当我在colab中运行它时,它只运行第一次循环打印:

init
0

然后什么也不做,colab只会不断扩展。

如果我不使用

optimizer = tf.contrib.tpu.CrossShardOptimizer(train_op).minimize(error) 

以及其他TPU功能,然后可以很好地估计w变量。

问题是:

  1. 这为什么不起作用,我们如何获得交叉分片复制器来优化此简单功能?
  2. 我如何整形变量w以在TPU上使用并行批次/碎片?
  3. 我们如何通过使用等效的数据集prefetch操作或使用馈入队列来提高效率?

目标是例如使用不带TPUEstimator的lower level TPU API,通过仅使用张量,队列和分片来利用TPU的功能来帮助解决自定义问题。

1 个答案:

答案 0 :(得分:1)

  1. 它不起作用,因为您要覆盖分片的数量,而没有实际将计算拆分为分片。运行您的代码时,出现以下错误:

    InternalError: From /job:tpu_worker/replica:0/task:0:
    RET_CHECK failure (platforms/xla/service/jellyfish/lowering/all_reduce_emitter.cc:832) replica_id < target.ReplicaCount() Unexpected replica id in all-reduce, replica_id is 1, target has 1 replicas.
    
    
    Error encountered while compiling %all-reduce.7 = f32[4]{0:T(256)} all-reduce(f32[4]{0:T(256)} %arg0.1), replica_groups={{0,1,2,3,4,5,6,7}}, to_apply=%sum.3, metadata={op_type="CrossReplicaSum" op_name="CrossReplicaSum_21"}, backend_config="{barrier_type:3}".
    

    它试图对8个分片执行计算并合并结果,但是只能使用一个分片。看一下tf.contrib.tpu.shard。它使用给定数量的分片创建分片上下文,并在这些分片上分配计算。因此,您可以像平常一样定义变量,然后将所有计算结果与要包装的函数一起包装,以代替手动设置分片的数量:

    # REMOVE THIS
    # tpu_function.get_tpu_context().set_number_of_shards(8)
    
    # x and y are placeholders for our training data
    x_placeholder = tf.placeholder("float")
    y_placeholder = tf.placeholder("float")
    
    # w is the variable storing our values.
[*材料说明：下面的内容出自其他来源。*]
/// In-memory backend double implementing [`Gateway`].
///
/// Records every operation name so tests can assert which calls were (or
/// were not) issued, and can be told to fail the next occurrence of a named
/// operation.
#[derive(Clone)]
pub struct FakeGateway {
    state: Arc<Mutex<FakeState>>,
}

impl Default for FakeGateway {
    fn default() -> Self {
        Self::new()
    }
}

impl FakeGateway {
    pub fn new() -> Self {
        Self {
            state: Arc::new(Mutex::new(FakeState::default())),
        }
    }

    fn lock(&self) -> std::sync::MutexGuard<'_, FakeState> {
        self.state.lock().expect("fake gateway state poisoned")
    }

    fn record(&self, op: &str) -> Result<()> {
        let mut state = self.lock();
        state.calls.push(op.to_string());
        if state.fail_next.remove(op) {
            return Err(Error::Backend(format!("injected failure in {op}")));
        }
        Ok(())
    }

    /// Every gateway operation issued so far, in order.
    pub fn calls(&self) -> Vec<String> {
        self.lock().calls.clone()
    }

    /// Makes the next occurrence of the named operation fail.
    pub fn fail_next(&self, op: &str) {
        self.lock().fail_next.insert(op.to_string());
    }

    pub fn set_credentials(&self, email: &str, password: &str, user: AuthUser) {
        self.lock().credentials = Some((email.to_string(), password.to_string(), user));
    }

    /// Forgets every issued token, as if the provider expired them all.
    pub fn invalidate_tokens(&self) {
        self.lock().tokens.clear();
    }

    pub fn seed_cliente(&self, client_id: &str, nome_empresa: &str, cnpj: &str) -> Cliente {
        let mut state = self.lock();
        let cliente = Cliente {
            id: state.next_id(),
            client_id: client_id.to_string(),
            nome_empresa: nome_empresa.to_string(),
            cnpj_empresa: cnpj.to_string(),
            ativo: true,
            created_at: state.next_timestamp(),
        };
        state.clientes.push(cliente.clone());
        cliente
    }

    pub fn seed_servidor(&self, cliente_id: i64, nome: &str, endereco_ip: &str) -> Servidor {
        let mut state = self.lock();
        let servidor = Servidor {
            id: state.next_id(),
            cliente_id,
            nome: nome.to_string(),
            endereco_ip: endereco_ip.to_string(),
            sistema_operacional: None,
            status: 0,
            uptime_inicio: None,
            mensagem_erro: None,
        };
        state.servidores.push(servidor.clone());
        servidor
    }

    pub fn seed_agendamento(&self, client_id: &str, schedule_name: &str) -> Agendamento {
        let mut state = self.lock();
        let now = state.next_timestamp();
        let agendamento = Agendamento {
            id: state.next_id(),
            client_id: client_id.to_string(),
            schedule_name: schedule_name.to_string(),
            rclone_command: "rclone copy /srv/backup remote:backup".to_string(),
            cron_expression: "0 2 * * *".to_string(),
            is_active: true,
            remote_path: None,
            created_at: now,
            updated_at: now,
        };
        state.agendamentos.push(agendamento.clone());
        agendamento
    }

    pub fn seed_execucao(&self, client_id: &str, nome_tarefa: &str) -> ExecucaoRealtime {
        let mut state = self.lock();
        let execucao = ExecucaoRealtime {
            id: state.next_id(),
            client_id: client_id.to_string(),
            servidor_ip: None,
            nome_tarefa: nome_tarefa.to_string(),
            comando: "df -h".to_string(),
            created_at: state.next_timestamp(),
        };
        state.execucoes.push(execucao.clone());
        execucao
    }

    pub fn seed_playbook(&self, titulo: &str, comando: &str) -> PlaybookCommand {
        let mut state = self.lock();
        let now = state.next_timestamp();
        let command = PlaybookCommand {
            id: state.next_id(),
            titulo: titulo.to_string(),
            descricao: None,
            comando: comando.to_string(),
            created_at: now,
            updated_at: now,
        };
        state.playbook.push(command.clone());
        command
    }

    pub fn seed_backup_log(
        &self,
        client_id: &str,
        file_name: &str,
        error_message: Option<&str>,
    ) -> BackupLog {
        let mut state = self.lock();
        let now = state.next_timestamp();
        let log = BackupLog {
            id: state.next_id(),
            client_id: client_id.to_string(),
            file_name: file_name.to_string(),
            file_size_bytes: 1024,
            file_creation_date: now,
            error_message: error_message.map(str::to_string),
            created_at: now,
        };
        state.backup_logs.push(log.clone());
        log
    }
}
use crate::cli::AgendamentoAction;
use crate::commands::{console_notifier, report_validation, stdin_confirm};
use backup_console::errors::Result;
use backup_console::gateway::Rest;
use backup_console::models::Agendamento;
use backup_console::screens::AgendamentosScreen;

fn print_agendamentos(agendamentos: &[Agendamento]) {
    if agendamentos.is_empty() {
        println!("Nenhum agendamento encontrado.");
        return;
    }
    for item in agendamentos {
        println!(
            "{:>5}  {:<14} {:<24} {:<16} {:<8} {}",
            item.id,
            item.client_id,
            item.schedule_name,
            item.cron_expression,
            if item.is_active { "ativo" } else { "inativo" },
            item.rclone_command,
        );
    }
}

pub async fn run(rest: Rest, action: AgendamentoAction) -> Result<()> {
    let mut screen = AgendamentosScreen::new(rest, console_notifier(), stdin_confirm());
    screen.activate().await;

    match action {
        AgendamentoAction::List { filtro } => {
            if let Some(term) = filtro {
                screen.set_filter(&term);
            }
            print_agendamentos(screen.filtered());
        }
        AgendamentoAction::Create {
            cliente,
            nome,
            comando,
            cron,
            remote_path,
            inativo,
        } => {
            screen.show_create_form();
            screen.form.client_id = cliente;
            screen.form.schedule_name = nome;
            screen.form.rclone_command = comando;
            screen.form.cron_expression = cron;
            screen.form.remote_path = remote_path.unwrap_or_default();
            screen.form.is_active = !inativo;
            screen.submit().await;
            report_validation(screen.touched(), screen.invalid_fields());
        }
        AgendamentoAction::Edit {
            id,
            cliente,
            nome,
            comando,
            cron,
            remote_path,
            ativo,
        } => {
            let Some(agendamento) = screen.agendamentos().iter().find(|a| a.id == id).cloned()
            else {
                eprintln!("Agendamento {id} não encontrado.");
                return Ok(());
            };
            screen.start_edit(agendamento);
            if let Some(cliente) = cliente {
                screen.form.client_id = cliente;
            }
            if let Some(nome) = nome {
                screen.form.schedule_name = nome;
            }
            if let Some(comando) = comando {
                screen.form.rclone_command = comando;
            }
            if let Some(cron) = cron {
                screen.form.cron_expression = cron;
            }
            if let Some(remote_path) = remote_path {
                screen.form.remote_path = remote_path;
            }
            if let Some(ativo) = ativo {
                screen.form.is_active = ativo;
            }
            screen.submit().await;
            report_validation(screen.touched(), screen.invalid_fields());
        }
        AgendamentoAction::Delete { id } => {
            let Some(agendamento) = screen.agendamentos().iter().find(|a| a.id == id).cloned()
            else {
                eprintln!("Agendamento {id} não encontrado.");
                return Ok(());
            };
            screen.delete(agendamento).await;
        }
    }
    Ok(())
}
use crate::cli::ExecAction;
use crate::commands::{console_notifier, report_validation};
use backup_console::errors::Result;
use backup_console::gateway::Rest;
use backup_console::screens::ExecucaoScreen;

pub async fn run(rest: Rest, action: ExecAction) -> Result<()> {
    let mut screen = ExecucaoScreen::new(rest, console_notifier());
    screen.activate().await;

    match action {
        ExecAction::Run {
            tarefa,
            comando,
            cliente,
            servidor,
        } => {
            if let Some(cliente) = cliente {
                screen.select_client(&cliente).await;
            }
            if let Some(servidor) = servidor {
                screen.select_servidor(&servidor);
            }
            screen.nome_tarefa = tarefa;
            screen.comando = comando;
            screen.submit().await;
            report_validation(screen.touched(), screen.invalid_fields());
        }
        ExecAction::Historico { cliente } => {
            if let Some(cliente) = cliente {
                screen.select_client(&cliente).await;
            }
            let Some(client_id) = screen.selected_client() else {
                println!("Nenhum cliente cadastrado.");
                return Ok(());
            };
            println!("Histórico recente de {client_id}:");
            if screen.historico().is_empty() {
                println!("Nenhuma execução registrada.");
                return Ok(());
            }
            for item in screen.historico() {
                println!(
                    "{}  {:<15} {:<24} {}",
                    item.created_at.format("%Y-%m-%d %H:%M"),
                    item.servidor_ip.as_deref().unwrap_or("—"),
                    item.nome_tarefa,
                    item.comando,
                );
            }
        }
    }
    Ok(())
}
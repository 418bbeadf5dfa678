//! `backup-console` - Administrative console for managed backup/sync operations
//!
//! This crate manages the entities behind a fleet of backup agents: client
//! companies, their servers, scheduled rclone jobs, ad-hoc command dispatch,
//! a reusable command playbook, and paginated backup-run logs. All state
//! lives in a hosted relational backend reached over HTTPS; this crate is
//! the typed access layer, the per-screen state containers, and a thin CLI
//! shell. Cron dispatch and remote-copy execution happen on external agents
//! that poll the backend tables.

#![deny(
    // Security and correctness
    unsafe_code,
    unsafe_op_in_unsafe_fn,

    // Code quality - things that are almost always bugs
    unreachable_code,
    unreachable_patterns,
    unused_must_use,

    // Documentation - broken links are bugs
    rustdoc::broken_intra_doc_links,
    rustdoc::private_intra_doc_links,
)]
#![warn(
    clippy::all,
    clippy::inefficient_to_string,
    clippy::clone_on_ref_ptr,
    clippy::dbg_macro,
    clippy::exit,
    clippy::float_cmp,
    clippy::todo,
    clippy::unimplemented,
    clippy::semicolon_if_nothing_returned,
    future_incompatible,
    rust_2018_idioms,
)]
#![allow(
    clippy::module_name_repetitions,  // Common pattern in Rust
    async_fn_in_trait,                // Gateway trait is consumed via generics only
)]

/// Session/auth service - current user, persisted session, route guard
pub mod auth;
/// Configuration loading for the backend endpoint and session storage
pub mod config;
/// Unified error types and result handling
pub mod errors;
/// Presentation-only formatting helpers (CNPJ, truncation, file sizes)
pub mod format;
/// Data-access gateway over the hosted relational backend
pub mod gateway;
/// Wire entities and payload types for all backend tables
pub mod models;
/// Per-screen state containers (list/form state machines)
pub mod screens;

#[cfg(test)]
pub mod test_utils;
It is initialised with starting "guesses"
    # w[0] is the "a" in our equation, w[1] is the "b"
    w = tf.Variable([1.0, 2.0,3.0, 4.0], name="w")
    
    # Wrap all of our tensorflow operations in a function we can shard
    def calculations(x, y):
      # Our model of y = a*x + b
      y_model = tf.multiply(x, w[0]) + w[1] + w[2] +3
    
      # Our error is defined as the square of the differences
      # Average across the entire batch
      error = tf.reduce_mean(tf.square(y - y_model))
      # The Gradient Descent Optimizer does the heavy lifting
      train_op = tf.train.AdamOptimizer(0.01)
    
      return tf.contrib.tpu.CrossShardOptimizer(train_op).minimize(error)
    
    # Shard the function so that its calculation is distributed
    optimizer = tf.contrib.tpu.shard(calculations, inputs=[x_placeholder, y_placeholder], num_shards=8)
    
  2. 您无需塑造w即可使用分片,因为分片在批次维度上进行,并且所有输入仅具有一组权重。您需要在输入中添加一个批次维度,以便每个批次可以分布在各个核心上。 shard假定第一个维度是批处理维度,但是包含一个参数,如果数据的形状不同,则可以更改它。 According to the TPU troubleshooting page,理想的批处理大小为1024,因此每个TPU内核有128个样本。如果对于您的模型而言太大,则可以减小,只要它是128的倍数即可。请查看上面的链接和performance guide,以获取有关提高性能的更多提示。

    for i in range(1000):
        print(i)
        x_value = np.random.rand(1024) # Generate a batch of 1024 values
        y_value = x_value * 2 + 6 + 5 + 3
        session.run(optimizer, feed_dict={x_placeholder: x_value, y_placeholder: y_value})
    

    其他所有内容都应保持不变。我能够训练所有10000次迭代的模型。请记住,对于这个简单的模型,它可能会比使用CPU / GPU慢,但是对于较大的数据集,如果遇到更复杂的问题,应该期待性能的提高。

  3. 我对数据集或馈入队列还不够熟悉,无法对此发表评论,但是shard包含了馈入队列的参数,因此它很可能支持它们。您可能需要试用一下,才能了解如何将数据获取到计算功能。